Mengapa generasi muda terjebak utang pinjol?

Ada beberapa faktor yang membuat generasi muda rentan terhadap jeratan pinjol. Pertama, kemudahan akses dan persyaratan yang minim menarik perhatian mereka yang belum memiliki stabilitas finansial. Berdasarkan aturan OJK, pengguna layanan pinjol harus berusia minimal 18 tahun, memiliki penghasilan minimum Rp3 juta per bulan, atau telah menikah.

Namun, banyak anak muda yang menggunakan pinjol tanpa pertimbangan matang. “Pinjaman ini sering kali digunakan untuk kebutuhan konsumtif, seperti belanja daring atau hiburan, tanpa perencanaan pengembalian yang jelas,” ujar seorang pakar keuangan yang enggan disebutkan namanya.

Untuk mengurangi risiko kredit macet, OJK telah menerbitkan Surat Edaran Nomor 19/SEOJK.05/2023 tentang Penyelenggaraan Layanan Pendanaan Bersama Berbasis Teknologi Informasi.
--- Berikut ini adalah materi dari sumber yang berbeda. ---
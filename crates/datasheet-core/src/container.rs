//! The table container and its load lifecycle.
//!
//! A container is built once from record definitions, then moves through a
//! fixed lifecycle: `load` fills the tables from an importer, `post_load`
//! resolves references, `verify` runs the environment checks. Record handles
//! obtained from one load are invalid after the next one.

use std::collections::HashMap;
use std::sync::Arc;

use crate::descriptor::RecordDef;
use crate::diag::{Diagnostics, Scope};
use crate::error::{ContainerError, TableError};
use crate::export::SheetExporter;
use crate::import::SheetImporter;
use crate::record::{Record, RecordHandle, TableId};
use crate::resolve;
use crate::schema::Schema;
use crate::table::Table;
use crate::verify::{self, VerifierRegistry};

/// Where a container is in its lifecycle.
#[derive(Debug, Clone, Copy, PartialEq, Eq, PartialOrd, Ord)]
pub enum Phase {
    Empty,
    Loaded,
    PostLoaded,
    Verified,
}

/// One table slot: the compiled schema plus the table, once loaded.
pub(crate) struct Slot {
    pub(crate) name: String,
    pub(crate) schema: Schema,
    pub(crate) table: Option<Table>,
}

/// Counts from one [`Container::load`] pass.
#[derive(Debug, Clone, Copy, Default, PartialEq, Eq)]
pub struct LoadSummary {
    /// Sheets that produced a table.
    pub loaded: usize,
    /// Sheets the importer had no data for.
    pub missing: usize,
    /// Sheets that failed outright.
    pub errors: usize,
}

/// Declares the table set of a container.
#[derive(Default)]
pub struct ContainerBuilder {
    defs: Vec<(String, Arc<RecordDef>)>,
}

impl ContainerBuilder {
    pub fn new() -> Self {
        Self::default()
    }

    /// Declare a table. The returned id stays valid for the container's whole
    /// lifetime.
    pub fn table(&mut self, name: impl Into<String>, def: Arc<RecordDef>) -> TableId {
        self.defs.push((name.into(), def));
        TableId(self.defs.len() as u32 - 1)
    }

    /// Compile the schemas and check the declarations against each other:
    /// table names must be unique and every reference target must name a
    /// declared table.
    pub fn build(self) -> Result<Container, ContainerError> {
        let mut names = HashMap::new();
        for (at, (name, _)) in self.defs.iter().enumerate() {
            if names.insert(name.clone(), at).is_some() {
                return Err(ContainerError::DuplicateTable(name.clone()));
            }
        }
        for (name, def) in &self.defs {
            for (path, target) in def.ref_targets() {
                if !names.contains_key(&target) {
                    return Err(ContainerError::UnknownRefTarget {
                        table: name.clone(),
                        path,
                        target,
                    });
                }
            }
        }

        let slots = self
            .defs
            .into_iter()
            .map(|(name, def)| Slot {
                name,
                schema: Schema::compile(def),
                table: None,
            })
            .collect();
        Ok(Container {
            slots,
            names,
            phase: Phase::Empty,
        })
    }
}

/// A fixed set of named tables loaded and verified together.
pub struct Container {
    slots: Vec<Slot>,
    names: HashMap<String, usize>,
    phase: Phase,
}

impl Container {
    pub fn phase(&self) -> Phase {
        self.phase
    }

    pub fn table_id(&self, name: &str) -> Option<TableId> {
        self.names.get(name).map(|&at| TableId(at as u32))
    }

    pub fn schema(&self, id: TableId) -> Option<&Schema> {
        self.slots.get(id.0 as usize).map(|s| &s.schema)
    }

    pub fn table(&self, id: TableId) -> Option<&Table> {
        self.slots.get(id.0 as usize).and_then(|s| s.table.as_ref())
    }

    pub fn table_mut(&mut self, id: TableId) -> Option<&mut Table> {
        self.slots
            .get_mut(id.0 as usize)
            .and_then(|s| s.table.as_mut())
    }

    pub fn table_by_name(&self, name: &str) -> Option<&Table> {
        self.table_id(name).and_then(|id| self.table(id))
    }

    /// Install a table directly, bypassing the importer. Drops the container
    /// back to the loaded phase; references must be resolved again.
    pub fn set_table(&mut self, id: TableId, table: Table) {
        if let Some(slot) = self.slots.get_mut(id.0 as usize) {
            slot.table = Some(table);
            self.phase = Phase::Loaded;
        }
    }

    /// Follow a resolved handle to its record.
    pub fn record(&self, handle: RecordHandle) -> Option<&Record> {
        self.table(handle.table)
            .and_then(|t| t.at(handle.index as usize))
    }

    /// Load every declared table from the importer. Previously loaded tables
    /// are dropped first, so a load always reflects exactly one source state.
    pub fn load(&mut self, importer: &dyn SheetImporter, diag: &mut Diagnostics) -> LoadSummary {
        let mut summary = LoadSummary::default();
        for slot in &mut self.slots {
            slot.table = None;
            match importer.import(&slot.name, &slot.schema, diag) {
                Ok(Some(table)) => {
                    slot.table = Some(table);
                    summary.loaded += 1;
                }
                Ok(None) => summary.missing += 1,
                Err(err) => {
                    diag.error(Scope::table(&slot.name), &TableError::Page(err));
                    summary.errors += 1;
                }
            }
        }
        self.phase = Phase::Loaded;
        summary
    }

    /// Like [`Container::load`], importing sheets in parallel. Events still
    /// come out in table declaration order.
    #[cfg(feature = "parallel")]
    pub fn load_parallel(
        &mut self,
        importer: &(dyn SheetImporter + Sync),
        diag: &mut Diagnostics,
    ) -> LoadSummary {
        use rayon::prelude::*;

        let results: Vec<_> = self
            .slots
            .par_iter()
            .map(|slot| {
                let mut local = Diagnostics::new();
                let outcome = importer.import(&slot.name, &slot.schema, &mut local);
                (outcome, local)
            })
            .collect();

        let mut summary = LoadSummary::default();
        for (slot, (outcome, local)) in self.slots.iter_mut().zip(results) {
            slot.table = None;
            diag.merge(local);
            match outcome {
                Ok(Some(table)) => {
                    slot.table = Some(table);
                    summary.loaded += 1;
                }
                Ok(None) => summary.missing += 1,
                Err(err) => {
                    diag.error(Scope::table(&slot.name), &TableError::Page(err));
                    summary.errors += 1;
                }
            }
        }
        self.phase = Phase::Loaded;
        summary
    }

    /// Resolve references across all loaded tables.
    pub fn post_load(&mut self) {
        resolve::resolve(&mut self.slots, &self.names);
        self.phase = Phase::PostLoaded;
    }

    /// Run reference and annotation checks. Resolves first if the caller
    /// skipped `post_load`.
    pub fn verify(&mut self, registry: &VerifierRegistry, diag: &mut Diagnostics) {
        if self.phase < Phase::PostLoaded {
            self.post_load();
        }
        verify::run(&self.slots, registry, diag);
        self.phase = Phase::Verified;
    }

    /// Export every loaded table. Returns false when any sheet failed;
    /// missing tables are skipped.
    pub fn store(&self, exporter: &mut dyn SheetExporter, diag: &mut Diagnostics) -> bool {
        let mut ok = true;
        for slot in &self.slots {
            let Some(table) = &slot.table else {
                continue;
            };
            if let Err(err) = exporter.export(&slot.name, &slot.schema, table, diag) {
                diag.error(Scope::table(&slot.name), &TableError::Page(err));
                ok = false;
            }
        }
        ok
    }
}

// ============================================================================
// Tests
// ============================================================================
Regulasi ini mengatur batas usia dan pendapatan minimum pengguna serta memberikan standar keamanan bagi platform fintech. Namun, implementasi di lapangan tetap menjadi tantangan besar.

Selain itu, OJK terus memerangi pinjol ilegal yang menjadi ancaman serius. Hingga akhir 2024, sebanyak 2.930 entitas pinjol ilegal telah diblokir. “Tindakan tegas ini harus disertai edukasi keuangan yang masif agar masyarakat lebih bijak dalam mengelola keuangan pribadi,” tegas Agusman.

Literasi keuangan di era digital

Indonesia membutuhkan strategi terpadu untuk meningkatkan literasi keuangan generasi muda. Studi menunjukkan bahwa mereka yang memiliki literasi keuangan baik cenderung lebih mampu mengelola utang dan memanfaatkan layanan keuangan secara optimal. Kampanye edukasi yang melibatkan institusi pendidikan, komunitas, dan platform digital perlu digencarkan.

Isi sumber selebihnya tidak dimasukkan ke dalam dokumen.